Bordeaux 0-5 Lyon, l’analyse tactique

A l’occasion du dernier match de Ligue 1 de l’année 2014, l’Olympique Lyonnais a envoyé un message clair à la concurrence en allant faire exploser les Girondins de Bordeaux dans leur propre stade. Sûrs de leurs forces, les Gones ont puni les erreurs commises par leurs adversaires qui n’ont pu rivaliser sur le plan de l’intensité.

Les compositions : 

Ces derniers temps, les Lyonnais avaient connu quelques difficultés face à des équipes alignant trois défenseurs centraux (Bastia, Saint-Etienne, Reims). Il y a quelque semaines, Bordeaux s’était relevé d’une mauvaise passe grâce à ce genre de système. Pas surprenant donc de les voir débuter ce match en 3-4-3.

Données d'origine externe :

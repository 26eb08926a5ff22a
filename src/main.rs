use std::io::{self, BufRead, Write};
use std::path::PathBuf;
use std::sync::Arc;

use anyhow::{Context, Result};
use clap::{Parser, Subcommand};
use docqa::{AnswerError, Config, LoadStatus, QueryAnswerer, doctor, server};
use tracing::warn;

/// docqa - answer questions about a folder of text documents
#[derive(Parser)]
#[command(name = "docqa")]
#[command(about = "Answer questions about local .txt/.md documents with an Ollama model")]
#[command(version)]
struct Cli {
    #[command(subcommand)]
    command: Commands,

    /// Directory containing the documents (default: ./docs or DOCQA_DOCS_DIR)
    #[arg(short, long, global = true, value_name = "DIR")]
    docs_dir: Option<PathBuf>,

    /// Ollama model name (default: qwen2.5:3b or OLLAMA_MODEL)
    #[arg(short, long, global = true)]
    model: Option<String>,

    /// Ollama base URL (default: http://localhost:11434 or OLLAMA_HOST)
    #[arg(long, global = true, value_name = "URL")]
    host: Option<String>,

    /// Language the answers should be written in
    #[arg(long, global = true)]
    language: Option<String>,

    /// Also load documents from subdirectories
    #[arg(long, global = true)]
    recursive: bool,

    /// Match .txt/.md extensions ignoring case
    #[arg(long, global = true)]
    ignore_ext_case: bool,

    /// Enable debug logging
    #[arg(short, long, global = true)]
    verbose: bool,
}

/// Available commands
#[derive(Subcommand)]
enum Commands {
    /// Answer a single question and exit
    Ask {
        /// The question to ask
        #[arg(value_name = "QUESTION")]
        question: String,
    },

    /// Interactive question loop
    Chat,

    /// Start the HTTP API
    Serve {
        /// Address to listen on (default: 0.0.0.0:8808 or DOCQA_BIND)
        #[arg(short, long, value_name = "ADDR")]
        bind: Option<String>,
    },

    /// List the documents that would be loaded
    Docs,

    /// Check the documents directory and Ollama connectivity
    Doctor,
}

const EXIT_WORDS: [&str; 3] = ["exit", "quit", "退出"];

fn main() {
    let _ = dotenvy::dotenv();
    let cli = Cli::parse();
    init_tracing(cli.verbose);

    if let Err(e) = run(cli) {
        let exit_code = if is_user_error(&e) { 1 } else { 2 };
        eprintln!("Error: {e:#}");
        std::process::exit(exit_code);
    }
}

fn init_tracing(verbose: bool) {
    let default_level = if verbose { "debug" } else { "info" };
    tracing_subscriber::fmt()
        .with_env_filter(
            tracing_subscriber::EnvFilter::try_from_default_env()
                .unwrap_or_else(|_| tracing_subscriber::EnvFilter::new(default_level)),
        )
        .with_target(false)
        .with_writer(io::stderr)
        .init();
}

/// Determines if an error is a user error (vs internal error).
fn is_user_error(error: &anyhow::Error) -> bool {
    matches!(
        error.downcast_ref::<AnswerError>(),
        Some(AnswerError::InvalidInput)
    )
}

fn run(cli: Cli) -> Result<()> {
    let config = resolve_config(&cli)?;

    match cli.command {
        Commands::Ask { question } => handle_ask(&config, &question),
        Commands::Chat => handle_chat(&config),
        Commands::Serve { bind } => handle_serve(&config, bind),
        Commands::Docs => handle_docs(&config),
        Commands::Doctor => handle_doctor(&config),
    }
}

/// Environment first, then command-line overrides.
fn resolve_config(cli: &Cli) -> Result<Config> {
    let mut config = Config::from_env().context("Invalid configuration")?;

    if let Some(dir) = &cli.docs_dir {
        config.docs_dir = dir.clone();
    }
    if let Some(model) = &cli.model {
        config.model = model.clone();
    }
    if let Some(host) = &cli.host {
        config.ollama_host = Some(host.clone());
    }
    if let Some(language) = &cli.language {
        config.language = language.clone();
    }
    config.recursive |= cli.recursive;
    config.case_insensitive_extensions |= cli.ignore_ext_case;

    config.validate()?;
    Ok(config)
}

/// Loads the documents once and wires them into an answerer.
fn build_answerer(config: &Config) -> Result<QueryAnswerer> {
    let report = config.load_documents()?;
    match report.status {
        LoadStatus::DirectoryCreated => warn!(
            dir = %config.docs_dir.display(),
            "documents directory created; put .txt or .md files in it and restart"
        ),
        LoadStatus::NoDocuments => warn!(dir = %config.docs_dir.display(), "no documents found"),
        LoadStatus::Loaded => {}
    }
    config.build_answerer(Arc::new(report.store))
}

fn handle_ask(config: &Config, question: &str) -> Result<()> {
    if question.trim().is_empty() {
        return Err(AnswerError::InvalidInput.into());
    }
    let answerer = build_answerer(config)?;
    let result = answerer.answer(question)?;
    println!("{}", result.answer());
    Ok(())
}

fn handle_chat(config: &Config) -> Result<()> {
    let answerer = build_answerer(config)?;

    println!(
        "docqa ready: {} document(s), model {}",
        answerer.document_count(),
        answerer.model()
    );
    println!("Type a question, or '{}' to leave.", EXIT_WORDS.join("' / '"));

    let stdin = io::stdin();
    let mut lines = stdin.lock().lines();
    loop {
        print!("\n> ");
        io::stdout().flush().context("Failed to write prompt")?;

        let Some(line) = lines.next() else {
            println!();
            break;
        };
        let question = line.context("Failed to read from stdin")?;
        let question = question.trim();

        if question.is_empty() {
            continue;
        }
        if is_exit_word(question) {
            break;
        }

        match answerer.answer(question) {
            Ok(result) => println!("\n{}", result.answer()),
            Err(e) => eprintln!("{e}"),
        }
    }

    println!("Bye.");
    Ok(())
}

fn is_exit_word(input: &str) -> bool {
    let lowered = input.to_lowercase();
    EXIT_WORDS.contains(&lowered.as_str())
}

fn handle_serve(config: &Config, bind: Option<String>) -> Result<()> {
    let bind = bind.unwrap_or_else(|| config.bind.clone());

    // Built outside the runtime: the blocking HTTP client must not be created
    // or dropped on an async worker thread.
    let answerer = Arc::new(build_answerer(config)?);

    let runtime = tokio::runtime::Builder::new_multi_thread()
        .enable_all()
        .build()
        .context("Failed to start async runtime")?;
    let result = runtime.block_on(server::serve(&bind, answerer.clone()));
    drop(runtime);

    result
}

fn handle_docs(config: &Config) -> Result<()> {
    let report = config.load_documents()?;

    println!("Documents in {}", config.docs_dir.display());
    if report.status == LoadStatus::DirectoryCreated {
        println!("  (directory did not exist and has been created)");
    }
    for doc in report.store.get_all() {
        println!("  {:<40} {:>8} bytes", doc.name(), doc.content().len());
    }
    for failure in &report.failures {
        println!("  {:<40} FAILED: {}", failure.name, failure.reason);
    }
    println!(
        "found {}, loaded {}, skipped {}, failed {}",
        report.found,
        report.loaded,
        report.skipped,
        report.failures.len()
    );
    Ok(())
}

fn handle_doctor(config: &Config) -> Result<()> {
    if doctor::run_health_checks(config) {
        Ok(())
    } else {
        anyhow::bail!("One or more health checks failed")
    }
}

Evidemment du côté de l’OL, Hubert Fournier n’a pas changé une formule qui avait gagné la semaine précédente. Le losange a été une fois de plus reconduit au coup d’envoi, même s’il s’est rapidement adapté à l’opposition. Aux avants-postes, c’est Njie qui a profité de la blessure de Benzia pour revenir dans le onze-type et évoluer d’un véritable rôle d’ailier.

Lyon plus haut que Bordeaux : 

Fin novembre, l’AS Saint-Etienne avait montré l’exemple. Pour bousculer cet Olympique Lyonnais, il faut l’empêcher de développer son jeu et cela passe par un pressing dès sa relance. Ce jour-là, les Gones avaient été étouffés par les attaquants et milieux stéphanois et s’étaient montrés incapables de trouver Fekir ou Lacazette dans de bonnes conditions. Uniquement alertés sur des longs ballons, les deux attaquants avaient ensuite souffert physiquement face à Pogba, Sall ou Perrin.

Bordeaux n’a jamais été en mesure de reproduire un tel schéma. Sur les 90 minutes, les pressings gagnants des Girondins ont pu se compter sur les doigts de la main et n’ont eu lieu que durant les premières minutes de la rencontre.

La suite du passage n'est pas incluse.